(Provided records)
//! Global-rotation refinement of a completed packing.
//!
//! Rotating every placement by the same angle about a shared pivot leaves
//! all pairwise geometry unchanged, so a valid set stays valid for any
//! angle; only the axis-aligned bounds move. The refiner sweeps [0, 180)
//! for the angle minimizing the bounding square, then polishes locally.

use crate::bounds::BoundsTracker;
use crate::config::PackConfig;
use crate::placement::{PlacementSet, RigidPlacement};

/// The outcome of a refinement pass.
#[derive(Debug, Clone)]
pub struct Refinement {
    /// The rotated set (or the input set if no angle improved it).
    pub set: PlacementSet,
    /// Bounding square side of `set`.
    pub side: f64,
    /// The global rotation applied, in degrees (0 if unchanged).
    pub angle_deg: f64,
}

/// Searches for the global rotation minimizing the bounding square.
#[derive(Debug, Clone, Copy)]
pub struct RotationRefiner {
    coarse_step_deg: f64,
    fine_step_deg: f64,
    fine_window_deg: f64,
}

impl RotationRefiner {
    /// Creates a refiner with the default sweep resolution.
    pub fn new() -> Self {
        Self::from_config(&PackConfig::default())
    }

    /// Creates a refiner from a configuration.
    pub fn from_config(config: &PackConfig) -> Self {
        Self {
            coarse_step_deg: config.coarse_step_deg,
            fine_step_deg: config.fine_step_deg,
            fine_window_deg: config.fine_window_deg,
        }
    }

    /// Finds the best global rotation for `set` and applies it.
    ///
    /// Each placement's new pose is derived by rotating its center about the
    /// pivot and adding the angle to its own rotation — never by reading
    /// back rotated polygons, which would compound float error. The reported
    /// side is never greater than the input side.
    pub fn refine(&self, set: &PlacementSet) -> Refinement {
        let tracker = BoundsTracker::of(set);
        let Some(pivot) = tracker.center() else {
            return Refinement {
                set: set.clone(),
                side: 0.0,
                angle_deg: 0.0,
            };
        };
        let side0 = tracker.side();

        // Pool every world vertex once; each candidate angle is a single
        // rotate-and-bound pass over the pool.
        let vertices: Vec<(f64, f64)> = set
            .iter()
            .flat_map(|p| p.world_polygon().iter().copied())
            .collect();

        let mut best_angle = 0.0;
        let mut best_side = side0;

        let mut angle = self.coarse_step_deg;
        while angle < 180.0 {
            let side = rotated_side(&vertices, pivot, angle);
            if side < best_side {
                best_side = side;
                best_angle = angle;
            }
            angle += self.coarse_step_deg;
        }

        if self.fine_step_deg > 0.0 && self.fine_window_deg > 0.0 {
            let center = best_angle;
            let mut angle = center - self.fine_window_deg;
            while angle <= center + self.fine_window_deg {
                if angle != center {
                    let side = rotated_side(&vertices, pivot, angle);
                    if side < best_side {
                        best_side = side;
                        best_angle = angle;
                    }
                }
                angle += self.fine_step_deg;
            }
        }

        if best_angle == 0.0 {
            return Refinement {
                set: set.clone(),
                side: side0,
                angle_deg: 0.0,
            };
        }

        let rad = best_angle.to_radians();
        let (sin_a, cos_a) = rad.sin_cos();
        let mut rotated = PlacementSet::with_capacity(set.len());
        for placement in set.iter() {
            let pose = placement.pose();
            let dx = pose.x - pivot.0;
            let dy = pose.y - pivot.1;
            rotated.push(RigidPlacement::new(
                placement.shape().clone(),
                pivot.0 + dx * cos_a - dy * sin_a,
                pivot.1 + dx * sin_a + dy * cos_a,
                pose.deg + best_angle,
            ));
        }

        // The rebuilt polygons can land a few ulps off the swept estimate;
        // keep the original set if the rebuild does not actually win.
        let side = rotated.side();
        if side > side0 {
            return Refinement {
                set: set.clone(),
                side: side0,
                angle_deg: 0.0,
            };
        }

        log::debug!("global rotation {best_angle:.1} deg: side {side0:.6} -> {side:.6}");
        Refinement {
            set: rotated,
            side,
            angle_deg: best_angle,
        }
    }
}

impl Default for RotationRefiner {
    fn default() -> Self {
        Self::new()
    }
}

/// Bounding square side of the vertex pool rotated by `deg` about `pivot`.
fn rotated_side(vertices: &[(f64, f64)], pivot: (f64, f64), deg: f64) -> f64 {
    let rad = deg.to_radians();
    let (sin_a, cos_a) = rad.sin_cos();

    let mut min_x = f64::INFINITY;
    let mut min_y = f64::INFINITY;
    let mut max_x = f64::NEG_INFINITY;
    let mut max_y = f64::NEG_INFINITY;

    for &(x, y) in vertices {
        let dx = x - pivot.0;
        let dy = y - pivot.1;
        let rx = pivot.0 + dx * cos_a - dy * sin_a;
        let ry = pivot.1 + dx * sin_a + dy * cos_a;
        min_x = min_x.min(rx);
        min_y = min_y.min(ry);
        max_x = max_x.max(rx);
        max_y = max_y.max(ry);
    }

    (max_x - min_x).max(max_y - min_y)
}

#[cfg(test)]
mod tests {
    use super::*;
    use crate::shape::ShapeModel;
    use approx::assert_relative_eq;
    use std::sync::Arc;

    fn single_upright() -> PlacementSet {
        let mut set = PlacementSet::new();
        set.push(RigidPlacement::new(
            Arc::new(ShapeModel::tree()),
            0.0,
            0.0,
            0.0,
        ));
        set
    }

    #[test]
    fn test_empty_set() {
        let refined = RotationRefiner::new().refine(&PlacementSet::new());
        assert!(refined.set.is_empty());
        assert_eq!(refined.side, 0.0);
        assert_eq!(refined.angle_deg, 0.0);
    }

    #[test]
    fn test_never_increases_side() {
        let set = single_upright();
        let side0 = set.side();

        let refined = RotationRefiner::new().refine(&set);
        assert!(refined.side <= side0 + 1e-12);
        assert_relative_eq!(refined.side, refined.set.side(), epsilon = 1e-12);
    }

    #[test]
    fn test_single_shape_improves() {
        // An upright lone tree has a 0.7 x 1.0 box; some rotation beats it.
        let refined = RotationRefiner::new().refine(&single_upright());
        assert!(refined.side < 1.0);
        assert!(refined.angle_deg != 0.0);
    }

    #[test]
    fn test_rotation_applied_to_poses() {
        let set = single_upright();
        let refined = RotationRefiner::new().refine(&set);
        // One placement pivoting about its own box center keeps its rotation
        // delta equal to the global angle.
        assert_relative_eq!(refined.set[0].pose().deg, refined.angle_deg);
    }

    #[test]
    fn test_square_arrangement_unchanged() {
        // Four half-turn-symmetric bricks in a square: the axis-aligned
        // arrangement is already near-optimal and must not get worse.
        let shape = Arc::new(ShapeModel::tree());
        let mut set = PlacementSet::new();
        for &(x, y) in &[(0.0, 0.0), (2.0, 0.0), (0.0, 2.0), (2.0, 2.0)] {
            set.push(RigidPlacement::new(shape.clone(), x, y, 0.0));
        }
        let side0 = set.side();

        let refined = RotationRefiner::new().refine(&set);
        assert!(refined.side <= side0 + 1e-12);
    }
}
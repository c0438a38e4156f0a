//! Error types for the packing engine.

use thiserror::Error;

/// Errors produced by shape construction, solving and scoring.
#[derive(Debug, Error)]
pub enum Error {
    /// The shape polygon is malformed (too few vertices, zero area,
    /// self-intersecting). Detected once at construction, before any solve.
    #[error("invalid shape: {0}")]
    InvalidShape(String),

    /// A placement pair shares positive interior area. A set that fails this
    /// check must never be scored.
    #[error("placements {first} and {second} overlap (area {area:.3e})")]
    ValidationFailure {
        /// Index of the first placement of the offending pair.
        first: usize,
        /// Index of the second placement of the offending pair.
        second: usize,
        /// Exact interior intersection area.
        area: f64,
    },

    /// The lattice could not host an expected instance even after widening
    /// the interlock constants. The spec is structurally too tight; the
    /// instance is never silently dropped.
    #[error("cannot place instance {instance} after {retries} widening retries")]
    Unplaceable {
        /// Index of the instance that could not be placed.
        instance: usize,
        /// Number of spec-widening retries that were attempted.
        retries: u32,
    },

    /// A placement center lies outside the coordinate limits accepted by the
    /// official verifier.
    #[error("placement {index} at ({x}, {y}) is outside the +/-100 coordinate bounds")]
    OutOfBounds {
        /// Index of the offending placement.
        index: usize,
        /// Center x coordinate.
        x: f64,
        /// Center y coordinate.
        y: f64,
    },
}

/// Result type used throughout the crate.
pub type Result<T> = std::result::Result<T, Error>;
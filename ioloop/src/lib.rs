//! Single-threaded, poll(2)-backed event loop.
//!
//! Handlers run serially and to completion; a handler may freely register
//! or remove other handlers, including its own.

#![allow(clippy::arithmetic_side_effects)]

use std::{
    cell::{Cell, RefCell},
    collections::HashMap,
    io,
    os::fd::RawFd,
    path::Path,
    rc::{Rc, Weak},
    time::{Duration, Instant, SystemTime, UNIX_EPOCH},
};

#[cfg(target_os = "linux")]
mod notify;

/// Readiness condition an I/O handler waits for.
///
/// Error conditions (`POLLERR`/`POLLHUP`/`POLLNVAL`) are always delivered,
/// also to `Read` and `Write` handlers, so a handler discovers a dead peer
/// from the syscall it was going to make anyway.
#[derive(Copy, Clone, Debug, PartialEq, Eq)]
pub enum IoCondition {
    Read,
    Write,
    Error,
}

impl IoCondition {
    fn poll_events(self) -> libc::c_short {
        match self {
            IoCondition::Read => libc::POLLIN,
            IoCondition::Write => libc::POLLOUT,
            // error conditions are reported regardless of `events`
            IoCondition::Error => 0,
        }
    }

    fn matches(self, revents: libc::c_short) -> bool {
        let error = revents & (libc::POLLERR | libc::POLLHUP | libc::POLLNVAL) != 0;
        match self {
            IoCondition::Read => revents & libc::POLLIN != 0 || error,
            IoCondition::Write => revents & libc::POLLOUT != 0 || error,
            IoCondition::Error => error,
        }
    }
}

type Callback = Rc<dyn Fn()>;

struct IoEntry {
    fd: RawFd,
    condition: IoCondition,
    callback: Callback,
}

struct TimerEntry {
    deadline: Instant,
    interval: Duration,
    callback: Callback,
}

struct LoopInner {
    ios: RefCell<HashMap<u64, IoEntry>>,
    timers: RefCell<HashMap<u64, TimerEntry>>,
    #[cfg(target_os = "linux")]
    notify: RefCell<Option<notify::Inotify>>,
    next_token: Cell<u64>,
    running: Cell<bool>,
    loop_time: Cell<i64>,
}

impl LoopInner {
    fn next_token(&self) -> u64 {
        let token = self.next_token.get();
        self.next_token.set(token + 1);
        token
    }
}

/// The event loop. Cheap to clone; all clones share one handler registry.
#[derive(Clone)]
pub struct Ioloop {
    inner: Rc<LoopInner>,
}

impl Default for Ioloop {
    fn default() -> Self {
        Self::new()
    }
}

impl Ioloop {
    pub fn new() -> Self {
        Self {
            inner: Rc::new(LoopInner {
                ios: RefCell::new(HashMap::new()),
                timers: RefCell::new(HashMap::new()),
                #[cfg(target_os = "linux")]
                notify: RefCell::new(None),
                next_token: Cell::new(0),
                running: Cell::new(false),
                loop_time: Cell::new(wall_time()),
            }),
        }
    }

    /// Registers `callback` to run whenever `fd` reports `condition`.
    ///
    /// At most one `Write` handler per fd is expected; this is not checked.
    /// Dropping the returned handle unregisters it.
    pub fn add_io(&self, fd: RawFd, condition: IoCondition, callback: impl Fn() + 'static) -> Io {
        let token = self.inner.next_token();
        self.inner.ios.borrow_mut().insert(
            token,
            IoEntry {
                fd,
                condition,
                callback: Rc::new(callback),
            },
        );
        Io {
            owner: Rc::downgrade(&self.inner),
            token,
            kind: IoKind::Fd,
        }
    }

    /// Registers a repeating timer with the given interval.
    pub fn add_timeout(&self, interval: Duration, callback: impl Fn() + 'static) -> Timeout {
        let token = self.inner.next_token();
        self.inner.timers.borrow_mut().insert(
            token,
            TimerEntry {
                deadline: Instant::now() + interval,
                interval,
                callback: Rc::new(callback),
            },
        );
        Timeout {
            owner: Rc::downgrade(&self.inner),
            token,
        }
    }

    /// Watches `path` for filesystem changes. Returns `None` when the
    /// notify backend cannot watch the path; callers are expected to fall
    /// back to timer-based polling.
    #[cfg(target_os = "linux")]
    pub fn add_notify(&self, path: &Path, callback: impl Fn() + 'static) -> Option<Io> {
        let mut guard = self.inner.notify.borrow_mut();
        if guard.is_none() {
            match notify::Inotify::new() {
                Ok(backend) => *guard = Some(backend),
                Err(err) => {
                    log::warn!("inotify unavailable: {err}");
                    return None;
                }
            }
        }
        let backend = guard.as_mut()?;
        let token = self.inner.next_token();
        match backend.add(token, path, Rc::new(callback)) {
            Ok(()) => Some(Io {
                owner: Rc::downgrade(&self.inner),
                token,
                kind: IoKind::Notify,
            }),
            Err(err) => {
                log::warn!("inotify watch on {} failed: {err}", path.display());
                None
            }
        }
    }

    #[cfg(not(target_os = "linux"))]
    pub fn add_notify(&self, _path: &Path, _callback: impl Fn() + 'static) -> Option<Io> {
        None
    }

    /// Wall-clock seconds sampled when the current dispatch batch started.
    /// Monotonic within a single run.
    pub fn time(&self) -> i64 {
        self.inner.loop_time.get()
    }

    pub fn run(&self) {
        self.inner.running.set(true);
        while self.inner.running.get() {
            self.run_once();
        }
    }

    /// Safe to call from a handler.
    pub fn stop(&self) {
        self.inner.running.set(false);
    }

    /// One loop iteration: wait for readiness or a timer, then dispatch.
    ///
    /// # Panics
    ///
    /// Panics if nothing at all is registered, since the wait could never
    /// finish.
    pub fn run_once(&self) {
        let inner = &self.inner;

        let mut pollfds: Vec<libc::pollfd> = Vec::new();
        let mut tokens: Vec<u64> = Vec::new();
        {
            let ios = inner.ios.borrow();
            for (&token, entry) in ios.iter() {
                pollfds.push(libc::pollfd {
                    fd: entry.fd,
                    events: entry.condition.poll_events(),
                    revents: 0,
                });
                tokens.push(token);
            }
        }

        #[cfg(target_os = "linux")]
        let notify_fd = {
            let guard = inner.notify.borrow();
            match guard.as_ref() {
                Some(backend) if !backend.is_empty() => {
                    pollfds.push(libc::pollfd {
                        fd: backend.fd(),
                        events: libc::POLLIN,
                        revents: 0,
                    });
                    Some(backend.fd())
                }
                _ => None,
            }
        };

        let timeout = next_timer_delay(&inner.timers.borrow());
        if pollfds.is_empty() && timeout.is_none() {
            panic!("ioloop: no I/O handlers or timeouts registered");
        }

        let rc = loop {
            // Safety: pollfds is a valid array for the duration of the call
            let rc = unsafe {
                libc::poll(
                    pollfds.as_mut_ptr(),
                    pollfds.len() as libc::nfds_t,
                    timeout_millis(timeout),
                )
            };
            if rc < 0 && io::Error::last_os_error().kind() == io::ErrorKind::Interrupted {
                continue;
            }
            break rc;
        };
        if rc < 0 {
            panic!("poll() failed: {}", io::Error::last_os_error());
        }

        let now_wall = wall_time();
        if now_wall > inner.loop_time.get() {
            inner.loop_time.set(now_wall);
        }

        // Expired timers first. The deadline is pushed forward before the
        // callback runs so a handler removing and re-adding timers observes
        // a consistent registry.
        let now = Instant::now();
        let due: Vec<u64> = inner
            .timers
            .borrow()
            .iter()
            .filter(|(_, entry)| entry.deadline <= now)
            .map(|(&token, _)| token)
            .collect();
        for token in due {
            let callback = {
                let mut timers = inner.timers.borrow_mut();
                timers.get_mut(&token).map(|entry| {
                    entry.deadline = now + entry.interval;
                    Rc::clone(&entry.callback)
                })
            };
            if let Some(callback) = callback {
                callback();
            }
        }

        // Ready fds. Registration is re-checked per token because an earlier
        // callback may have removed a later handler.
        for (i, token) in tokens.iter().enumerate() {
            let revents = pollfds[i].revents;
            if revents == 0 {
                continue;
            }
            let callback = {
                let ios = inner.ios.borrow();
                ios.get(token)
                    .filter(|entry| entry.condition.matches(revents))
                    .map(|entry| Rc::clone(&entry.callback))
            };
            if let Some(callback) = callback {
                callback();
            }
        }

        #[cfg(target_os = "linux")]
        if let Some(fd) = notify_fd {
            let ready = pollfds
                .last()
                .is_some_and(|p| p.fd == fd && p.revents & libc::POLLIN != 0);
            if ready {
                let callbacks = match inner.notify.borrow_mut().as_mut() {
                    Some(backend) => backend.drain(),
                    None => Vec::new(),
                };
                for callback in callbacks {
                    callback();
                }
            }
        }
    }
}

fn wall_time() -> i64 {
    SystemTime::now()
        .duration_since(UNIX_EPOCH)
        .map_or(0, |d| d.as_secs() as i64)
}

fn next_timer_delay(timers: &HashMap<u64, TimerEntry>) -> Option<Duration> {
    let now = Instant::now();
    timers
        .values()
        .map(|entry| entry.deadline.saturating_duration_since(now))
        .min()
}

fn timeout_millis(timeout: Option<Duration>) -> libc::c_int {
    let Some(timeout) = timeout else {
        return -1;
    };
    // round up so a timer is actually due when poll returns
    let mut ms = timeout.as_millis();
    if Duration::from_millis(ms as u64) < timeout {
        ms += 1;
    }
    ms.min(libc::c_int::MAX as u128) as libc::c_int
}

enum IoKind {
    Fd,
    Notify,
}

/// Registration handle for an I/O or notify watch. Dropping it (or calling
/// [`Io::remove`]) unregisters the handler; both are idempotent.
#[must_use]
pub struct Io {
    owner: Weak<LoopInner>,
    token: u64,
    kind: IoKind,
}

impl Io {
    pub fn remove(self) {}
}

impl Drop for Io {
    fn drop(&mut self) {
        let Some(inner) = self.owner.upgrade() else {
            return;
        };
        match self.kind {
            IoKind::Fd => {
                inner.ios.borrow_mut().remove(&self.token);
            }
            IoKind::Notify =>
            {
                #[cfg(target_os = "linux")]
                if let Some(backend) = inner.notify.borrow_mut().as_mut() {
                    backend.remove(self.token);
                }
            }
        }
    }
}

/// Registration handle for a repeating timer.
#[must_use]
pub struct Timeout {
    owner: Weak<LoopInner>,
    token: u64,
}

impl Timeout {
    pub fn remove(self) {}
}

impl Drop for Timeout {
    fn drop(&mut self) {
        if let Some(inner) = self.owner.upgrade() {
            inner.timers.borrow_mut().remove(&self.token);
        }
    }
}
(End Provided records)
- **Assigned task**:
The answer must consist of every line from the entries above that contains "Result".

- **Worked solution**:
/// Result type used throughout the crate.
pub type Result<T> = std::result::Result<T, Error>;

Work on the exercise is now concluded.